Since the secure-by-default approach aims to provide security with the default settings, you need to ensure that our application is running with limited user permissions.
rules:
- id: missing-user
languages:
- dockerfile
message:
By not specifying a USER, a program in the container may run as 'root'. This is a security hazard. If an attacker
can control a process running as root, they may have control over the container. Ensure that the last USER in a Dockerfile
is a USER other than 'root'.
severity: ERROR
metadata:
category: security
technology:
- dockerfile
confidence: MEDIUM
patterns:
- pattern-either:
- pattern: CMD ...
- pattern: ENTRYPOINT ...
- pattern-not-inside: |
USER $USER
...
Sometimes developers tend to set effective USER as ROOT. Except when we need it, we rarely need to run our APP with the ROOT user. This approach is the most straightforward security measure you can take in containerized architectures.
rules:
- id: last-user-is-root
languages:
- dockerfile
message: >-
The last user in the container is 'root'. This is a security
hazard because if an attacker gains control of the container
they will have root access. Switch back to another user after
running commands as 'root'.
severity: ERROR
metadata:
source-rule-url: https://github.com/hadolint/hadolint/wiki/DL3002
references:
- https://github.com/hadolint/hadolint/wiki/DL3002
category: security
technology:
- dockerfile
confidence: MEDIUM
patterns:
- pattern: USER root
- pattern-not-inside: |
USER root
...
USER $USER
paths:
exclude:
- "./vendor/*"
Multistage build:
Since we are trying to reduce the attack surface with the secure by default approach, it will be necessary to reduce the size and dependencies of the image, both in terms of security and performance.

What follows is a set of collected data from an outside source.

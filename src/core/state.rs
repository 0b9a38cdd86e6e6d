use keyed_priority_queue::KeyedPriorityQueue;
use slotmap::{SlotMap, new_key_type};

use crate::{
    model::{Criticality, Job, ReadyKey, Ticks},
    scheduler::{Scenario, SystemMode},
};

new_key_type! {
    pub struct JobKey;
}

/// Released, unfinished jobs. Job data lives in a slot map; the priority
/// queue only orders keys by the immutable [`ReadyKey`] captured at release.
#[derive(Debug)]
pub struct ReadyQueue<'a> {
    jobs: SlotMap<JobKey, Job<'a>>,
    queue: KeyedPriorityQueue<JobKey, ReadyKey>,
}

impl<'a> ReadyQueue<'a> {
    pub fn new() -> Self {
        Self {
            jobs: SlotMap::with_key(),
            queue: KeyedPriorityQueue::new(),
        }
    }

    pub fn push(&mut self, job: Job<'a>) -> JobKey {
        let ready_key = job.key();
        let key = self.jobs.insert(job);
        self.queue.push(key, ready_key);
        key
    }

    pub fn peek(&self) -> Option<(JobKey, ReadyKey)> {
        self.queue.peek().map(|(key, ready_key)| (*key, *ready_key))
    }

    pub fn remove(&mut self, key: JobKey) -> Option<Job<'a>> {
        let removed = self.queue.remove(&key);
        debug_assert!(removed.is_some(), "Job {key:?} missing from ready queue");
        self.jobs.remove(key)
    }

    /// Remove every job of the given criticality, highest priority first.
    pub fn evict(&mut self, criticality: Criticality) -> Vec<Job<'a>> {
        let mut doomed: Vec<(JobKey, ReadyKey)> = self
            .jobs
            .iter()
            .filter(|(_, job)| job.criticality() == criticality)
            .map(|(key, job)| (key, job.key()))
            .collect();
        doomed.sort_by(|a, b| b.1.cmp(&a.1));

        doomed
            .into_iter()
            .filter_map(|(key, _)| self.remove(key))
            .collect()
    }

    pub fn any_with(&self, criticality: Criticality) -> bool {
        self.jobs.values().any(|job| job.criticality() == criticality)
    }

    pub fn get(&self, key: JobKey) -> Option<&Job<'a>> {
        self.jobs.get(key)
    }

    pub fn get_mut(&mut self, key: JobKey) -> Option<&mut Job<'a>> {
        self.jobs.get_mut(key)
    }

    pub fn contains(&self, key: JobKey) -> bool {
        self.jobs.contains_key(key)
    }

    pub fn iter(&self) -> impl Iterator<Item = (JobKey, &Job<'a>)> {
        self.jobs.iter()
    }

    pub fn len(&self) -> usize {
        self.jobs.len()
    }

    pub fn is_empty(&self) -> bool {
        self.jobs.is_empty()
    }

    pub fn queued_len(&self) -> usize {
        self.queue.len()
    }

    pub fn is_queued(&self, key: JobKey) -> bool {
        self.queue.get_priority(&key).is_some()
    }
}

impl Default for ReadyQueue<'_> {
    fn default() -> Self {
        Self::new()
    }
}

#[derive(Debug)]
pub struct SimState<'a> {
    pub now: Ticks,
    pub scenario: Scenario,
    pub mode: SystemMode,
    pub ready: ReadyQueue<'a>,
    pub running: Option<JobKey>,
    pub mode_switch_at: Option<Ticks>,
    // Whether the processor was idle at the end of the previous tick
    pub was_idle: bool,
}

impl<'a> SimState<'a> {
    pub fn new(scenario: Scenario) -> Self {
        Self {
            now: 0,
            scenario,
            mode: SystemMode::Lo,
            ready: ReadyQueue::new(),
            running: None,
            mode_switch_at: None,
            was_idle: false,
        }
    }

    pub fn advance_time(&mut self, delta: Ticks) {
        self.now = self.now.saturating_add(delta);
    }

    pub fn running_job(&self) -> Option<&Job<'a>> {
        self.running.and_then(|key| self.ready.get(key))
    }

    pub fn running_entry(&self) -> Option<(JobKey, ReadyKey)> {
        self.running
            .and_then(|key| self.ready.get(key).map(|job| (key, job.key())))
    }

    pub fn running_name(&self) -> String {
        self.running_job()
            .map(Job::name)
            .unwrap_or_else(|| "Idle".to_string())
    }

    pub fn enter_hi_mode(&mut self) -> bool {
        if self.mode == SystemMode::Hi {
            return false;
        }
        self.mode = SystemMode::Hi;
        self.mode_switch_at = Some(self.now);
        true
    }
}

#[cfg(test)]
mod tests {
    use super::*;
    use crate::model::Task;

    #[test]
    fn peek_returns_highest_priority() {
        let t1 = Task::new_lo(1, "A", 10, 1, 2);
        let t2 = Task::new_lo(2, "B", 10, 1, 1);
        let mut ready = ReadyQueue::new();

        let a = ready.push(Job::new(&t1, 0, 1));
        let b = ready.push(Job::new(&t2, 0, 1));
        assert_eq!(ready.peek().map(|(k, _)| k), Some(b));

        ready.remove(b);
        assert_eq!(ready.peek().map(|(k, _)| k), Some(a));
        assert_eq!(ready.len(), 1);
        assert_eq!(ready.queued_len(), 1);
    }

    #[test]
    fn same_task_jobs_serve_oldest_first() {
        let t = Task::new_lo(1, "A", 10, 1, 1);
        let mut ready = ReadyQueue::new();

        let late = ready.push(Job::new(&t, 10, 1));
        let early = ready.push(Job::new(&t, 0, 1));
        assert_eq!(ready.peek().map(|(k, _)| k), Some(early));
        ready.remove(early);
        assert_eq!(ready.peek().map(|(k, _)| k), Some(late));
    }

    #[test]
    fn evict_drops_only_matching_criticality() {
        let lo = Task::new_lo(1, "L", 10, 1, 1);
        let hi = Task::new_hi(2, "H", 10, 1, 2, 2);
        let mut ready = ReadyQueue::new();

        ready.push(Job::new(&lo, 0, 1));
        let h = ready.push(Job::new(&hi, 0, 1));
        ready.push(Job::new(&lo, 10, 1));

        let evicted = ready.evict(Criticality::Lo);
        assert_eq!(evicted.len(), 2);
        assert_eq!(evicted[0].arrival_time, 0);
        assert!(!ready.any_with(Criticality::Lo));
        assert_eq!(ready.peek().map(|(k, _)| k), Some(h));
        assert!(ready.is_queued(h));
    }

    #[test]
    fn hi_mode_is_entered_once() {
        let mut state = SimState::new(Scenario::HiMode);
        state.now = 7;
        assert!(state.enter_hi_mode());
        state.now = 9;
        assert!(!state.enter_hi_mode());
        assert_eq!(state.mode_switch_at, Some(7));
        assert_eq!(state.running_name(), "Idle");
    }
}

Separating our app's compile stage and runtime allows us to use more minimal – even distroless images.
The dependencies required for the build and runtime dependencies of an application are different and we need to ensure that we only have runtime dependencies in our Docker image.
rules:
- id: multistage-build
languages:
- dockerfile
message: >-
Missing multistage builds.
severity: INFO
metadata:
category: best-practice
technology:
- dockerfile
patterns:
- pattern: |
FROM $STAGE AS builder
...
- pattern-not-inside: |
FROM $STAGE AS builder
...
FROM $IMAGE
...
paths:
exclude:
- "./vendor/*"
Healthcheck instruction control:
Semgrep is a great tool to find some anti-patterns in our codebase and from a secure by default perspective, it’s always a good practice to include some other controls in our checklist.

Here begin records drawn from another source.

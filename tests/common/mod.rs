#![allow(dead_code)]

use amc_sim::Task;
use proptest::prelude::*;

/// Deadline-Monotonic task set from (wcet_lo, slack, is_hi, hi_extra) tuples.
pub fn build_task_set(specs: Vec<(u64, u64, bool, u64)>) -> Vec<Task> {
    let mut tasks: Vec<Task> = specs
        .into_iter()
        .enumerate()
        .map(|(i, (wcet_lo, slack, is_hi, hi_extra))| {
            let id = i as u64 + 1;
            let period = wcet_lo + hi_extra + slack;
            if is_hi {
                Task::new_hi(id, format!("T{id}"), period, wcet_lo, wcet_lo + hi_extra, 0)
            } else {
                Task::new_lo(id, format!("T{id}"), period, wcet_lo, 0)
            }
        })
        .collect();
    tasks.sort_by_key(|t| (t.deadline, t.id));
    for (prio, task) in tasks.iter_mut().enumerate() {
        task.priority = prio as u32 + 1;
    }
    tasks
}

pub fn task_sets() -> impl Strategy<Value = Vec<Task>> {
    prop::collection::vec((1u64..=6, 0u64..=40, any::<bool>(), 0u64..=6), 1..=6)
        .prop_map(build_task_set)
}

pub fn mixed_set() -> Vec<Task> {
    vec![
        Task::new_hi(1, "Sensor", 10, 1, 2, 1),
        Task::new_lo(2, "Logger", 20, 3, 2),
        Task::new_hi(3, "Control", 40, 5, 9, 3),
    ]
}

If your platform team requires enabling the health check instruction on the dockerfiles we can have this control as well.

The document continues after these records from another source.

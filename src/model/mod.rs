pub mod job;
pub mod task;

pub use job::{Job, ReadyKey};
pub use task::{
    Criticality, MAX_TICKS, Priority, Task, TaskId, Ticks, priority_order, simulation_horizon,
    validate_task_set,
};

DevSecOps is all about culture and the tools are just a medium.
rules:
- id: missing-healthcheck
languages:
- dockerfile
message: >-
Missing HEALTHCHECK instruction.
severity: INFO
metadata:
category: best-practice
technology:
- dockerfile
patterns:
- pattern: |
FROM gcr.io/distroless/static-debian10
...
- pattern-not-inside: |
FROM gcr.io/distroless/static-debian10
...
HEALTHCHECK $F
...
paths:
exclude:
- "./vendor/*"
Security incidents usually do not arise from a single major mistake, but consecutive mistakes. With the measures we can take, it is possible to break or reduce this chain of errors or reduce the impact of security incidents.
By using secure by default strategies, we can write customized policies for our organization and put them into use in a short time.
You can find all the examples at github.